> _WHAT YOU HAVE TO DO_
Filter the records below for the word "static". Keep each line that has it.

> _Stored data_
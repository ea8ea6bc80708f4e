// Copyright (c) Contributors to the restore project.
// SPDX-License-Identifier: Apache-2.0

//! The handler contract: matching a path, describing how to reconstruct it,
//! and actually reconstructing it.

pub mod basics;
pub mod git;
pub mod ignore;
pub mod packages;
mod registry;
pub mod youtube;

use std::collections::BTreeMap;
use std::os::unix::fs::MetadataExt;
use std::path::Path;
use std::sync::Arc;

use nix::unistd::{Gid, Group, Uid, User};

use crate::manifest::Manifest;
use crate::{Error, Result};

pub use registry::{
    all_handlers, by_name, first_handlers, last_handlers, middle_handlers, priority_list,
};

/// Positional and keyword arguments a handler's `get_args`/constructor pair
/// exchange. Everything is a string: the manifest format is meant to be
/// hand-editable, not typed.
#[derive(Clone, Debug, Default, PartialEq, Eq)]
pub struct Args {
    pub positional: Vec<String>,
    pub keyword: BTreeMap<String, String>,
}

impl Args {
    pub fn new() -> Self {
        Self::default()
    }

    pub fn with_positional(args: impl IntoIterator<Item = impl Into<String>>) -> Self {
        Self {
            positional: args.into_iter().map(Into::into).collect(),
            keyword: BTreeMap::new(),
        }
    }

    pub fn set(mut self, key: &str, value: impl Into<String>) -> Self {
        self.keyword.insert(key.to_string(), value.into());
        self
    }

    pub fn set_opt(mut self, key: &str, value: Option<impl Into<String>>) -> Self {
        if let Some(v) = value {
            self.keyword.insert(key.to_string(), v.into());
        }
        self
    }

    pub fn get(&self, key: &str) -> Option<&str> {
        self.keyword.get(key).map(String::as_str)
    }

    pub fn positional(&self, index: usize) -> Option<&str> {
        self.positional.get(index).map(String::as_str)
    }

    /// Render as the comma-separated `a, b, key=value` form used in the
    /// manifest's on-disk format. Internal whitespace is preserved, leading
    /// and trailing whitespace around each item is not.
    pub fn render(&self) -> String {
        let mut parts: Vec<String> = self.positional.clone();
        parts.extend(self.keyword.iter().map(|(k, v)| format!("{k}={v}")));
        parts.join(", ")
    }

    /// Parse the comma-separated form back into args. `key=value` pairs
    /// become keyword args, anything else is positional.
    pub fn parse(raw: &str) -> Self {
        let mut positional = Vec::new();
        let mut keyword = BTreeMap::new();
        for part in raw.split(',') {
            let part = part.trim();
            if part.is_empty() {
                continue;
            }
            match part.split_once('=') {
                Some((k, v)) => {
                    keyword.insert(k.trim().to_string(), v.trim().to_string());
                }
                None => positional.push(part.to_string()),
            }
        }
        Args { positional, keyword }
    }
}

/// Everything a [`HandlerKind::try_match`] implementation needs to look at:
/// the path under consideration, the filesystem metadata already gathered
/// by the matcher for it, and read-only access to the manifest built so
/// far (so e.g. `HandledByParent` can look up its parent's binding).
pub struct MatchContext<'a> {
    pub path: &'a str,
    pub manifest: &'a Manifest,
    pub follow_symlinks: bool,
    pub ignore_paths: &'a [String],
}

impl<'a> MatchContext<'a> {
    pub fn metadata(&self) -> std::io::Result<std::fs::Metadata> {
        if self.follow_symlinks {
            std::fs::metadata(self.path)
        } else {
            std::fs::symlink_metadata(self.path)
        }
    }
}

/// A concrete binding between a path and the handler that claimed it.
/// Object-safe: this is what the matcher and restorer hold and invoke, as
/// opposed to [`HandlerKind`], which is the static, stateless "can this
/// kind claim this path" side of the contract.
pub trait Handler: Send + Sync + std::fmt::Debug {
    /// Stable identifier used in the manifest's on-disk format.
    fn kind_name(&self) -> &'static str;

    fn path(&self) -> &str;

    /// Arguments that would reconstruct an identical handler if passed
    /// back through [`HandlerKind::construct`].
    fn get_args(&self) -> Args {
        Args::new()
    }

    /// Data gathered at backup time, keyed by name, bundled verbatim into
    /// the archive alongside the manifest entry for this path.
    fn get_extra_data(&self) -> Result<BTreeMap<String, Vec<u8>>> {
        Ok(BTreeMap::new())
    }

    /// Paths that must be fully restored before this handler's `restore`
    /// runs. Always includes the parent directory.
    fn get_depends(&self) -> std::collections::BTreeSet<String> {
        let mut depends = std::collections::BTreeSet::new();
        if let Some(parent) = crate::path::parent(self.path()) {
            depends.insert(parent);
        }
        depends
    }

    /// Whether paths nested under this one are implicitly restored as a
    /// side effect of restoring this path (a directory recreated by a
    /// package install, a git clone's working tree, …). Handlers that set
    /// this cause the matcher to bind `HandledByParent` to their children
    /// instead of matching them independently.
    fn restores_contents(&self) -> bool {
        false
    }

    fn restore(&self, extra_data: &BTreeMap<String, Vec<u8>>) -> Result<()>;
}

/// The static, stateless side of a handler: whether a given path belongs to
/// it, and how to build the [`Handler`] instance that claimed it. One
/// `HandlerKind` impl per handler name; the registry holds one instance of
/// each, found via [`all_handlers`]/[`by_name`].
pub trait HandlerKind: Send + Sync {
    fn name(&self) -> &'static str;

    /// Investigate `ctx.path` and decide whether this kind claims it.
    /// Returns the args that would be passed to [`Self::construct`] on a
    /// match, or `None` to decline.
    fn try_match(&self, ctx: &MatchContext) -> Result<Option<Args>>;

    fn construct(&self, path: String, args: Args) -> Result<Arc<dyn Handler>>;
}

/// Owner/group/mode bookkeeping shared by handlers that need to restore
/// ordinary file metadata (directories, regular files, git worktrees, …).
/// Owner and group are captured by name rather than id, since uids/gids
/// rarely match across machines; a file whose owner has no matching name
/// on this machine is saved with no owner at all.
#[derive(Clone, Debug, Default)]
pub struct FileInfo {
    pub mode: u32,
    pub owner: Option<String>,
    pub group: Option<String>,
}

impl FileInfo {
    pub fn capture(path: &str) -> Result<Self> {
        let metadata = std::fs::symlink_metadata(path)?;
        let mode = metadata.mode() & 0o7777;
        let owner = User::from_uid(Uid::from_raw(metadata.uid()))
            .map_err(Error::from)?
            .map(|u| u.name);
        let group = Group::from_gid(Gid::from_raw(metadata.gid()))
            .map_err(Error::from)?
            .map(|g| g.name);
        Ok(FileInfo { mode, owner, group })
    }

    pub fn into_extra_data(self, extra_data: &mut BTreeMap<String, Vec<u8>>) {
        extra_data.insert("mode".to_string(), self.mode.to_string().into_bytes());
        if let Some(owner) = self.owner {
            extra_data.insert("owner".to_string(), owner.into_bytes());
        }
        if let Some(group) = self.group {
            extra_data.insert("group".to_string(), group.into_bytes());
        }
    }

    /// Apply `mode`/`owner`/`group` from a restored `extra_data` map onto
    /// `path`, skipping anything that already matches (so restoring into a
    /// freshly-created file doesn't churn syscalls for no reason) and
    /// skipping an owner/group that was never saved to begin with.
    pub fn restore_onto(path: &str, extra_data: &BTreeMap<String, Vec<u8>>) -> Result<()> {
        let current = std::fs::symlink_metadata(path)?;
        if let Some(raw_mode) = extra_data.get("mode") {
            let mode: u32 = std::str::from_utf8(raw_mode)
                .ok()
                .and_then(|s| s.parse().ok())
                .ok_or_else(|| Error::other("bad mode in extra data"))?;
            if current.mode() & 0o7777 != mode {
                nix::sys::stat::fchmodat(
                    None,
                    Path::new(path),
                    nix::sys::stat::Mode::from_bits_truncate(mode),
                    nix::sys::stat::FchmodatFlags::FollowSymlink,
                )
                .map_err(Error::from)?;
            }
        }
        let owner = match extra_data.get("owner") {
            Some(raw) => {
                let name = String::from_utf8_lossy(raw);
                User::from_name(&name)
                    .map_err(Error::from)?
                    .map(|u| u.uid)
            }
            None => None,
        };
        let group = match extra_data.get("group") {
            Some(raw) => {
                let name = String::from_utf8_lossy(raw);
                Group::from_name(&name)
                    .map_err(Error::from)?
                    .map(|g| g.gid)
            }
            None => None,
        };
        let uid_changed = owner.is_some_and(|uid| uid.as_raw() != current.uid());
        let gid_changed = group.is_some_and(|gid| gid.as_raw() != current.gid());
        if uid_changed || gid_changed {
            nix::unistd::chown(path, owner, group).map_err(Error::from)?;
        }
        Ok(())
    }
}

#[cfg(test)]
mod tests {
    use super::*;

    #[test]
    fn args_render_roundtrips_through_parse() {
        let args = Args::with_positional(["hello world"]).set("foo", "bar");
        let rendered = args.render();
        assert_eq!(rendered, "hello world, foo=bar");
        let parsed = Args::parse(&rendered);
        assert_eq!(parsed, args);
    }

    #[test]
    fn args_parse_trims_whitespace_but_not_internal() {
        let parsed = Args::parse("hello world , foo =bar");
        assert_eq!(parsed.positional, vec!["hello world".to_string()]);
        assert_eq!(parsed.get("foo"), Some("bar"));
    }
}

> _OUTPUT BELOW_
/// opposed to [`HandlerKind`], which is the static, stateless "can this
    fn kind_name(&self) -> &'static str;
/// The static, stateless side of a handler: whether a given path belongs to
    fn name(&self) -> &'static str;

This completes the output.